Views from the London School of Hygiene & Tropical Medicine

Could a single dose of HPV vaccine be enough?

Mark JitBy Dr Mark Jit, Senior Lecturer in Vaccine Epidemiology.

Year 8 schoolgirls in the UK (12-13 years old) receive two doses each of a vaccine against human papillomavirus (HPV), a virus that causes cervical cancer as well as genital warts and a number of other unpleasant cancers. Until 2013, they received three doses of the vaccine each.

However, in 2011, a team led by Dr Aimee Kreimer at the US National Institutes of Health looked at women who had received fewer than three doses of the vaccine (mostly because they found out that they were pregnant in between doses) in a large trial in Costa Rica. Dr Kreimer and her colleagues found that the women who only received one or two doses of vaccine seemed to be protected just as well from being infected with the HPV types in the vaccine when they were followed up for four years after being vaccinated.

The team’s work led to other investigators looking at the antibody response that women make to two doses of HPV vaccine, as well as mathematical models to extrapolate the likely outcome of giving two doses. Positive findings led to many countries including the UK switching to a two-dose HPV vaccine schedule.

More recently, Dr Kreimer and other investigators conducted a much larger study, combining data from the women in the Costa Rica trial with data from the PATRICIA trial. The PATRICIA trial was a large trial that showed that the efficacy of Cervarix™, one of the currently licensed HPV vaccines.

Their analyses showed again that with this much larger group of trial participants, women who had only received one or two doses of vaccine seemed to be as well protected as those who had three doses.
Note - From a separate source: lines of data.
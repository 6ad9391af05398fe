//! Loading of the gauges and pools JSON snapshots

use std::fs;
use std::io::ErrorKind;
use std::path::Path;

use serde_json::Value;
use tracing::{debug, info};

use crate::domain::pool::{GaugeSnapshot, PoolSnapshot};
use crate::shared::errors::LoadError;

const GAUGES: &str = "gauges";
const POOLS: &str = "all-pools";

/// Reads `{ "success": true, "data": ... }` snapshot documents
pub struct SnapshotLoader;

impl SnapshotLoader {
    /// Gauges document: `data` is a mapping of pool name to gauge record
    pub fn load_gauges(path: &Path) -> Result<GaugeSnapshot, LoadError> {
        let data = Self::read_payload(path, GAUGES)?;
        let Value::Object(map) = data else {
            return Err(LoadError::InvalidShape {
                kind: GAUGES,
                path: path.to_path_buf(),
                reason: "`data` is not an object".to_string(),
            });
        };

        let snapshot = GaugeSnapshot::from_map(map);
        info!("Loaded {} gauge entries from {}", snapshot.len(), path.display());
        Ok(snapshot)
    }

    /// Pools document: `data.poolData` is a list of liquidity records
    pub fn load_pools(path: &Path) -> Result<PoolSnapshot, LoadError> {
        let data = Self::read_payload(path, POOLS)?;
        let snapshot: PoolSnapshot =
            serde_json::from_value(data).map_err(|e| LoadError::InvalidShape {
                kind: POOLS,
                path: path.to_path_buf(),
                reason: e.to_string(),
            })?;

        info!(
            "Loaded {} pool liquidity records from {}",
            snapshot.pool_data.len(),
            path.display()
        );
        Ok(snapshot)
    }

    /// Parse the envelope and hand back its `data` payload
    fn read_payload(path: &Path, kind: &'static str) -> Result<Value, LoadError> {
        debug!("Reading {} snapshot {}", kind, path.display());
        let contents = fs::read_to_string(path).map_err(|source| match source.kind() {
            ErrorKind::NotFound => LoadError::NotFound {
                path: path.to_path_buf(),
            },
            _ => LoadError::Io {
                path: path.to_path_buf(),
                source,
            },
        })?;

        let document: Value =
            serde_json::from_str(&contents).map_err(|source| LoadError::InvalidJson {
                path: path.to_path_buf(),
                source,
            })?;

        let shape_error = |reason: &str| LoadError::InvalidShape {
            kind,
            path: path.to_path_buf(),
            reason: reason.to_string(),
        };

        let Value::Object(mut envelope) = document else {
            return Err(shape_error("top level is not an object"));
        };
        if envelope.get("success").and_then(Value::as_bool) != Some(true) {
            return Err(shape_error("`success` flag missing or false"));
        }
        envelope
            .remove("data")
            .ok_or_else(|| shape_error("`data` payload missing"))
    }
}
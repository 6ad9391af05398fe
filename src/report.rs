// src/report.rs
use std::io::{self, Write};

use crate::domain::pool::{ApyDiagnostic, PoolAnalysis, ScoredPool};
use crate::shared::utils::{format_pct, format_usd};

pub const DEFAULT_MAX_DIAGNOSTICS: usize = 10;
const RULE_WIDTH: usize = 80;

/// Human-readable rendering of a pool analysis
pub struct PoolReport<'a> {
    analysis: &'a PoolAnalysis,
    min_apy: f64,
    max_diagnostics: usize,
}

impl<'a> PoolReport<'a> {
    pub fn new(analysis: &'a PoolAnalysis, min_apy: f64) -> Self {
        Self {
            analysis,
            min_apy,
            max_diagnostics: DEFAULT_MAX_DIAGNOSTICS,
        }
    }

    pub fn with_max_diagnostics(mut self, max_diagnostics: usize) -> Self {
        self.max_diagnostics = max_diagnostics;
        self
    }

    /// Diagnostic listing followed by the qualifying pools
    pub fn write_to<W: Write>(&self, out: &mut W) -> io::Result<()> {
        self.write_diagnostics(out)?;
        self.write_results(out)
    }

    pub fn write_diagnostics<W: Write>(&self, out: &mut W) -> io::Result<()> {
        let listed = &self.analysis.non_zero_apy;
        if listed.is_empty() {
            return writeln!(out, "No pools found with non-zero APY values");
        }

        writeln!(
            out,
            "Found {} pools with non-zero APY (CRV + Extra):",
            listed.len()
        )?;
        for entry in listed.iter().take(self.max_diagnostics) {
            write_diagnostic(out, entry)?;
        }
        if listed.len() > self.max_diagnostics {
            writeln!(out, "  ... and {} more", listed.len() - self.max_diagnostics)?;
        }
        Ok(())
    }

    pub fn write_results<W: Write>(&self, out: &mut W) -> io::Result<()> {
        let pools = &self.analysis.pools;
        if pools.is_empty() {
            return writeln!(out, "No pools found with Total APY > {:?}%", self.min_apy);
        }

        writeln!(
            out,
            "Found {} pools with Total APY > {:?}%:",
            pools.len(),
            self.min_apy
        )?;
        writeln!(out, "{}", "=".repeat(RULE_WIDTH))?;

        for (i, pool) in pools.iter().enumerate() {
            write_pool(out, i + 1, pool)?;
            writeln!(out, "{}", "-".repeat(RULE_WIDTH))?;
        }
        Ok(())
    }
}

fn write_diagnostic<W: Write>(out: &mut W, entry: &ApyDiagnostic) -> io::Result<()> {
    writeln!(
        out,
        "  {}: CRV[{}, {}] + Extra[{:.2}%]",
        entry.name,
        format_pct(entry.gauge_crv_apy[0]),
        format_pct(entry.gauge_crv_apy[1]),
        entry.extra_rewards_apy
    )
}

fn write_pool<W: Write>(out: &mut W, rank: usize, pool: &ScoredPool) -> io::Result<()> {
    writeln!(out, "{}. {}", rank, pool.name)?;
    writeln!(
        out,
        "   Base CRV APY:   [{}, {}]",
        format_pct(pool.gauge_crv_apy[0]),
        format_pct(pool.gauge_crv_apy[1])
    )?;
    writeln!(out, "   Extra APY:      {:.2}%", pool.extra_rewards_apy)?;
    writeln!(
        out,
        "   Total APY:      [{:.2}%, {:.2}%]",
        pool.total_apy_range[0], pool.total_apy_range[1]
    )?;
    writeln!(out, "   Max Total APY:  {:.2}%", pool.max_apy)?;
    writeln!(out, "   USD Total:      {}", format_usd(pool.usd_total, 2))?;
    writeln!(out, "   Type:           {}", pool.record.pool_type_label())?;
    writeln!(out, "   Blockchain:     {}", pool.record.blockchain_label())?;
    if let Some(url) = pool.record.first_swap_url() {
        writeln!(out, "   Swap URL:       {}", url)?;
    }
    Ok(())
}

#[cfg(test)]
mod tests {
    use super::*;
    use crate::domain::pool::{GaugeEntry, GaugeRecord};
    use serde_json::json;

    fn scored(name: &str, apy: [Option<f64>; 2], extra: f64, usd_total: f64) -> ScoredPool {
        let raw = json!({
            "isPool": true,
            "type": "stable",
            "blockchainId": "ethereum",
            "poolUrls": { "swap": [format!("https://curve.fi/#/ethereum/pools/{name}/swap")] }
        });
        let entry = GaugeEntry {
            name: name.to_string(),
            record: serde_json::from_value::<GaugeRecord>(raw.clone()).unwrap(),
            raw,
        };
        ScoredPool::new(&entry, apy, extra, usd_total)
    }

    fn diagnostic(name: &str) -> ApyDiagnostic {
        ApyDiagnostic {
            name: name.to_string(),
            gauge_crv_apy: [Some(1.0), None],
            extra_rewards_apy: 0.5,
            has_no_crv: false,
        }
    }

    fn render(report: &PoolReport<'_>) -> String {
        let mut buf = Vec::new();
        report.write_to(&mut buf).unwrap();
        String::from_utf8(buf).unwrap()
    }

    #[test]
    fn test_report_lists_pool_details() {
        let analysis = PoolAnalysis {
            pools: vec![scored("stable3pool", [Some(5.0), Some(6.0)], 3.0, 6_000_000.0)],
            non_zero_apy: vec![diagnostic("stable3pool")],
        };

        let text = render(&PoolReport::new(&analysis, 7.0));
        assert!(text.contains("Found 1 pools with non-zero APY (CRV + Extra):"));
        assert!(text.contains("  stable3pool: CRV[1.00%, n/a] + Extra[0.50%]"));
        assert!(text.contains("Found 1 pools with Total APY > 7.0%:"));
        assert!(text.contains(&"=".repeat(80)));
        assert!(text.contains("1. stable3pool"));
        assert!(text.contains("   Base CRV APY:   [5.00%, 6.00%]"));
        assert!(text.contains("   Extra APY:      3.00%"));
        assert!(text.contains("   Total APY:      [8.00%, 9.00%]"));
        assert!(text.contains("   Max Total APY:  9.00%"));
        assert!(text.contains("   USD Total:      $6,000,000.00"));
        assert!(text.contains("   Type:           stable"));
        assert!(text.contains("   Blockchain:     ethereum"));
        assert!(text.contains("   Swap URL:       https://curve.fi/#/ethereum/pools/stable3pool/swap"));
        assert!(text.trim_end().ends_with(&"-".repeat(80)));
    }

    #[test]
    fn test_report_truncates_diagnostics() {
        let analysis = PoolAnalysis {
            pools: Vec::new(),
            non_zero_apy: (0..12).map(|i| diagnostic(&format!("pool{i}"))).collect(),
        };

        let text = render(&PoolReport::new(&analysis, 7.0));
        assert!(text.contains("Found 12 pools with non-zero APY"));
        assert!(text.contains("  pool9: "));
        assert!(!text.contains("  pool10: "));
        assert!(text.contains("  ... and 2 more"));
        assert!(text.contains("No pools found with Total APY > 7.0%"));

        let text = render(&PoolReport::new(&analysis, 7.5).with_max_diagnostics(3));
        assert!(text.contains("  pool2: "));
        assert!(!text.contains("  pool3: "));
        assert!(text.contains("  ... and 9 more"));
        assert!(text.contains("No pools found with Total APY > 7.5%"));
    }

    #[test]
    fn test_report_empty_analysis() {
        let analysis = PoolAnalysis::default();
        let text = render(&PoolReport::new(&analysis, 7.0));
        assert_eq!(
            text,
            "No pools found with non-zero APY values\nNo pools found with Total APY > 7.0%\n"
        );
    }

    #[test]
    fn test_report_ranks_in_order_and_omits_missing_url() {
        let mut bare = scored("bare", [Some(20.0), Some(20.0)], 0.0, 7_500_000.0);
        bare.record.pool_urls = None;
        let analysis = PoolAnalysis {
            pools: vec![bare, scored("second", [Some(8.0), Some(9.0)], 0.0, 6_000_000.0)],
            non_zero_apy: Vec::new(),
        };

        let text = render(&PoolReport::new(&analysis, 7.0));
        let first = text.find("1. bare").unwrap();
        let second = text.find("2. second").unwrap();
        assert!(first < second);
        assert_eq!(text.matches("Swap URL:").count(), 1);
        assert!(text.contains("   USD Total:      $7,500,000.00"));
    }
}
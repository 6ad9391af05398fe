//! Utility functions and helpers

/// Format a dollar amount with thousands separators, e.g. `$6,000,000.00`
pub fn format_usd(value: f64, decimals: usize) -> String {
    let formatted = format!("{:.*}", decimals, value.abs());
    let (int_part, frac_part) = match formatted.split_once('.') {
        Some((int_part, frac_part)) => (int_part, Some(frac_part)),
        None => (formatted.as_str(), None),
    };

    let mut grouped = String::with_capacity(int_part.len() + int_part.len() / 3);
    for (i, ch) in int_part.chars().enumerate() {
        if i > 0 && (int_part.len() - i) % 3 == 0 {
            grouped.push(',');
        }
        grouped.push(ch);
    }

    let sign = if value < 0.0 && formatted.chars().any(|c| c != '0' && c != '.') {
        "-"
    } else {
        ""
    };
    match frac_part {
        Some(frac) => format!("{sign}${grouped}.{frac}"),
        None => format!("{sign}${grouped}"),
    }
}

/// Format a nullable percentage with two decimals
pub fn format_pct(value: Option<f64>) -> String {
    match value {
        Some(v) => format!("{:.2}%", v),
        None => "n/a".to_string(),
    }
}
The results attracted a lot of media interest, with many commentators asking whether HPV vaccine schedules could be reduced further to just a single dose. This would save money in places like the UK, but in countries without the resources to buy and deliver two doses of the vaccine, it could really be a “game changer”, in the words of a leading HPV expert.
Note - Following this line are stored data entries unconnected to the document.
// src/app.rs
use std::io::{self, Write};
use std::path::PathBuf;

use tracing::{error, info, warn};

use crate::config::Config;
use crate::domain::pool::{LiquidityIndex, PoolAnalysis, PoolAnalyzer, PoolFilterCriteria, ScoredPool};
use crate::infrastructure::{ResultWriter, SnapshotLoader};
use crate::report::PoolReport;
use crate::shared::errors::AppError;
use crate::shared::utils::format_usd;

#[derive(Debug, Clone)]
pub struct AppCfg {
    pub criteria: PoolFilterCriteria,
    pub gauges_path: PathBuf,
    pub pools_path: PathBuf,
    pub output_path: PathBuf,
    pub save_results: bool,
    pub max_diagnostics: usize,
}

impl AppCfg {
    pub fn from_config(cfg: Config) -> Result<Self, AppError> {
        if !cfg.filter.min_apy.is_finite() {
            return Err(AppError::ConfigError(format!(
                "min_apy must be a finite number, got {}",
                cfg.filter.min_apy
            )));
        }
        if !cfg.filter.min_usd_total.is_finite() {
            return Err(AppError::ConfigError(format!(
                "min_usd_total must be a finite number, got {}",
                cfg.filter.min_usd_total
            )));
        }

        Ok(Self {
            gauges_path: cfg.paths.resolve(&cfg.paths.gauges),
            pools_path: cfg.paths.resolve(&cfg.paths.pools),
            output_path: cfg.paths.resolve(&cfg.paths.output),
            save_results: cfg.output.save,
            max_diagnostics: cfg.output.max_diagnostics,
            criteria: cfg.filter.into(),
        })
    }
}

/// One full pass, report written to stdout
pub fn run(app_cfg: &AppCfg) -> Vec<ScoredPool> {
    let stdout = io::stdout();
    let mut out = stdout.lock();
    run_with_output(app_cfg, &mut out)
}

/// Load, score, report and persist. Failures are logged and leave an
/// empty result; nothing propagates.
pub fn run_with_output<W: Write>(app_cfg: &AppCfg, out: &mut W) -> Vec<ScoredPool> {
    let criteria = &app_cfg.criteria;
    info!("Configuration: {:?}", app_cfg);

    if let Err(e) = writeln!(
        out,
        "Filtering Curve {} pools with Total APY > {:?}% and USD total > {}...",
        criteria.pool_type,
        criteria.min_apy,
        format_usd(criteria.min_usd_total, 0)
    ) {
        warn!("Failed to write report: {}", e);
    }

    let analysis = match scan(app_cfg) {
        Ok(analysis) => analysis,
        Err(e) => {
            error!("Error: {}", e);
            let empty = PoolAnalysis::default();
            if let Err(e) = PoolReport::new(&empty, criteria.min_apy).write_results(out) {
                warn!("Failed to write report: {}", e);
            }
            return Vec::new();
        }
    };

    let report = PoolReport::new(&analysis, criteria.min_apy).with_max_diagnostics(app_cfg.max_diagnostics);
    if let Err(e) = report.write_to(out) {
        warn!("Failed to write report: {}", e);
    }

    if app_cfg.save_results && !analysis.pools.is_empty() {
        match persist(app_cfg, &analysis.pools) {
            Ok(path) => {
                if let Err(e) = writeln!(out, "\nResults saved to: {}", path.display()) {
                    warn!("Failed to write report: {}", e);
                }
            }
            Err(e) => error!("Error saving results: {}", e),
        }
    }

    analysis.pools
}

/// Load both snapshots, build the liquidity index and score the gauges
pub fn scan(app_cfg: &AppCfg) -> Result<PoolAnalysis, AppError> {
    let gauges = SnapshotLoader::load_gauges(&app_cfg.gauges_path)?;
    let pools = SnapshotLoader::load_pools(&app_cfg.pools_path)?;

    let index = LiquidityIndex::from_records(&pools.pool_data);
    info!("Indexed {} pool addresses", index.len());

    let analyzer = PoolAnalyzer::new(app_cfg.criteria.clone());
    Ok(analyzer.analyze(&gauges, &index))
}

fn persist(app_cfg: &AppCfg, pools: &[ScoredPool]) -> Result<PathBuf, AppError> {
    ResultWriter::save(&app_cfg.output_path, pools)?;
    Ok(app_cfg.output_path.clone())
}
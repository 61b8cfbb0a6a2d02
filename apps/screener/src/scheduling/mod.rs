//! Interview scheduling: validates `YYYY-MM-DD` + `HH:MM AM/PM` input.

use std::fmt;

use chrono::{NaiveDate, NaiveDateTime, NaiveTime};
use serde::Serialize;

use crate::errors::ScreeningError;

const DATE_FORMAT: &str = "%Y-%m-%d";
const TIME_FORMAT: &str = "%I:%M %p";
const DISPLAY_FORMAT: &str = "%Y-%m-%d at %I:%M %p";

/// Parses an interview date and a 12-hour clock time.
/// Surrounding whitespace from form fields is ignored.
pub fn validate_date_time(date: &str, time: &str) -> Result<NaiveDateTime, ScreeningError> {
    let invalid = || ScreeningError::InvalidDateTime {
        date: date.to_string(),
        time: time.to_string(),
    };
    let date_obj = NaiveDate::parse_from_str(date.trim(), DATE_FORMAT).map_err(|_| invalid())?;
    let time_obj = NaiveTime::parse_from_str(time.trim(), TIME_FORMAT).map_err(|_| invalid())?;
    Ok(date_obj.and_time(time_obj))
}

/// Validates the slot for a candidate. Bad input is reported, never raised.
pub fn schedule_interview(candidate: &str, date: &str, time: &str) -> InterviewOutcome {
    let candidate = candidate.to_string();
    match validate_date_time(date, time) {
        Ok(at) => InterviewOutcome::Scheduled { candidate, at },
        Err(_) => InterviewOutcome::InvalidDateTime { candidate },
    }
}

/// One line of the interview report.
#[derive(Debug, Clone, PartialEq, Serialize)]
#[serde(tag = "kind", rename_all = "snake_case")]
pub enum InterviewOutcome {
    Scheduled { candidate: String, at: NaiveDateTime },
    InvalidDateTime { candidate: String },
    OfferSkipped { candidate: String },
    NoEligibleCandidates,
}

impl fmt::Display for InterviewOutcome {
    fn fmt(&self, f: &mut fmt::Formatter<'_>) -> fmt::Result {
        match self {
            InterviewOutcome::Scheduled { candidate, at } => write!(
                f,
                "Interview scheduled for {candidate} on {}",
                at.format(DISPLAY_FORMAT)
            ),
            InterviewOutcome::InvalidDateTime { candidate } => write!(
                f,
                "Invalid date or time format for {candidate}. Use YYYY-MM-DD for date and HH:MM AM/PM for time."
            ),
            InterviewOutcome::OfferSkipped { candidate } => {
                write!(f, "Offer letter not generated for {candidate}.")
            }
            InterviewOutcome::NoEligibleCandidates => {
                f.write_str("No eligible candidates for interview scheduling.")
            }
        }
    }
}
A group of us at the London School of Hygiene & Tropical Medicine, Public Health England and the University of Laval in Quebec have been using mathematical models to project the long-term impact that HPV vaccines could have on cervical cancer rates. So we took the latest results from these studies and used our models to extrapolate the potential impact that giving just one vaccine dose may have.
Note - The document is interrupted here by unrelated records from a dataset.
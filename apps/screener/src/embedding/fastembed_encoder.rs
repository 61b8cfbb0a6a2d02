use anyhow::{Context, Result};
use fastembed::{EmbeddingModel, InitOptions, TextEmbedding};
use tracing::info;

use super::SentenceEncoder;
use crate::errors::ScreeningError;

/// MiniLM-L6 produces 384-dimensional sentence embeddings.
const MINILM_DIMENSION: usize = 384;

/// Pretrained sentence encoder (all-MiniLM-L6-v2 through ONNX Runtime).
/// The model is downloaded and loaded once, in `new`.
pub struct FastEmbedEncoder {
    model: TextEmbedding,
}

impl FastEmbedEncoder {
    pub fn new() -> Result<Self> {
        info!("Loading fastembed model AllMiniLML6V2...");
        let model = TextEmbedding::try_new(InitOptions::new(EmbeddingModel::AllMiniLML6V2))
            .context("Failed to initialise fastembed model")?;
        info!("fastembed model loaded");
        Ok(Self { model })
    }
}

impl SentenceEncoder for FastEmbedEncoder {
    fn name(&self) -> &'static str {
        "fastembed"
    }

    fn dimension(&self) -> usize {
        MINILM_DIMENSION
    }

    fn encode(&self, text: &str) -> Result<Vec<f32>, ScreeningError> {
        let mut embeddings = self
            .model
            .embed(vec![text], None)
            .map_err(|e| ScreeningError::Encoding(e.to_string()))?;
        embeddings
            .pop()
            .ok_or_else(|| ScreeningError::Encoding("fastembed returned no embedding".to_string()))
    }
}
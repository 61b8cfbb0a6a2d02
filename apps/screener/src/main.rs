mod config;
mod documents;
mod embedding;
mod errors;
mod offers;
mod routes;
mod scheduling;
mod screening;
mod state;

use anyhow::Result;
use std::net::SocketAddr;
use tower_http::{cors::CorsLayer, trace::TraceLayer};
use tracing::info;
use tracing_subscriber::{layer::SubscriberExt, util::SubscriberInitExt, EnvFilter};

use crate::config::Config;
use crate::embedding::create_encoder;
use crate::routes::build_router;
use crate::state::AppState;

#[tokio::main]
async fn main() -> Result<()> {
    // Load configuration first; malformed values abort startup
    let config = Config::from_env()?;

    // Initialize structured logging
    tracing_subscriber::registry()
        .with(EnvFilter::try_from_default_env().unwrap_or_else(|_| {
            EnvFilter::new(format!("{}={}", env!("CARGO_PKG_NAME"), &config.rust_log))
        }))
        .with(tracing_subscriber::fmt::layer())
        .init();

    info!("Starting screener v{}", env!("CARGO_PKG_VERSION"));

    // Build the sentence encoder once; model loading can block, keep it off the runtime
    let backend = config.embedding_backend;
    let dimension = config.embedding_dimension;
    let encoder = tokio::task::spawn_blocking(move || create_encoder(backend, dimension)).await??;
    info!(
        "Sentence encoder initialized (backend: {}, dimension: {})",
        encoder.name(),
        encoder.dimension()
    );

    std::fs::create_dir_all(&config.offer_letter_dir)?;
    info!("Offer letters go to {}", config.offer_letter_dir.display());

    let state = AppState {
        config: config.clone(),
        encoder,
    };

    let app = build_router(state)
        .layer(TraceLayer::new_for_http())
        .layer(CorsLayer::permissive());

    let addr: SocketAddr = format!("0.0.0.0:{}", config.port).parse()?;
    info!("Listening on {addr}");

    let listener = tokio::net::TcpListener::bind(addr).await?;
    axum::serve(listener, app).await?;

    Ok(())
}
Our models show that just that one dose given to 12 year old girls could on its own prevent many of them from having cervical cancer. However, there is still a lot of uncertainty about how long people who just have one dose of vaccine are protected, since women in these studies were only followed for around four years. Hence our models suggest that giving a second dose could bring even larger reductions in the number of women with cervical cancer in the future.

So countries like the UK which already have two dose schedules in place probably shouldn’t switch to one dose until we have more data. However, for countries that have put off introducing HPV vaccination altogether because of financial or logistical difficulties, giving a single dose of vaccine in the interim may be a genuinely beneficial possibility.

Our work was published as a letter in The Lancet Oncology. It was supported by the National Institute for Health Research (NIHR) Health Research Health Protection Research Unit in Immunisation at the London School of Hygiene & Tropical Medicine in partnership with Public Health England.


Image: HPV vaccines in Brazil. Credit: Gabriel Jabur/Agência Brasília.

1 comment

  1. Paula

    If a 1dose schedule can be achieved that would make HPV vaccination introduction far easier, taking into account the age group targeted (early adolescents, which are not routinely vaccinated). However, I do believe that the two vaccines currently available have some significant differences regarding the type of immune response they elicit (as the adjuvant used is substantially different), hence I think it might be premature to assume that the results from the Costa Rica trial 1) can be inferred for a different vaccine 2) can be used with confidence when no correlate of protection currently exists. What’s more, for one of the vaccine the EMA approved a 2dose schedule in the absence of standard clinical trials with the agreement of follow up studies to ensure that the 2 dose schedule was enough (meaning there is always the possibility of the need for catch up vaccination later in life), so at this point in time it might be premature to discuss 1dose schedules. Last but not least, both vaccines have been licensed for less than 10 years, and cervical cancer is a rather slow progressing disease – coupled with the absence of a correlate of protection, can we so drastically reduce the number of doses needed (3 to 1) with confidence, and in the absence of real life data on long term protection? This holds true for both vaccines, even taking into account current modelling data showing evidence of long term protection for one of the vaccines (for the vaccine types).

    HPV vaccination reduced schedules are a major unmet need, and maybe in countries with solid health systems, like the UK, one can afford the uncertainty of long term protection as screening is strong and catch up vaccination a relatively easy feat in case it would be needed later in life. That is not true in developing countries though, where the need for cervical cancer protection is way higher; if girls were found to be under protected they would hardly ever be reached for catch up vaccination, and still be exposed to disease (whilst believing they were protected).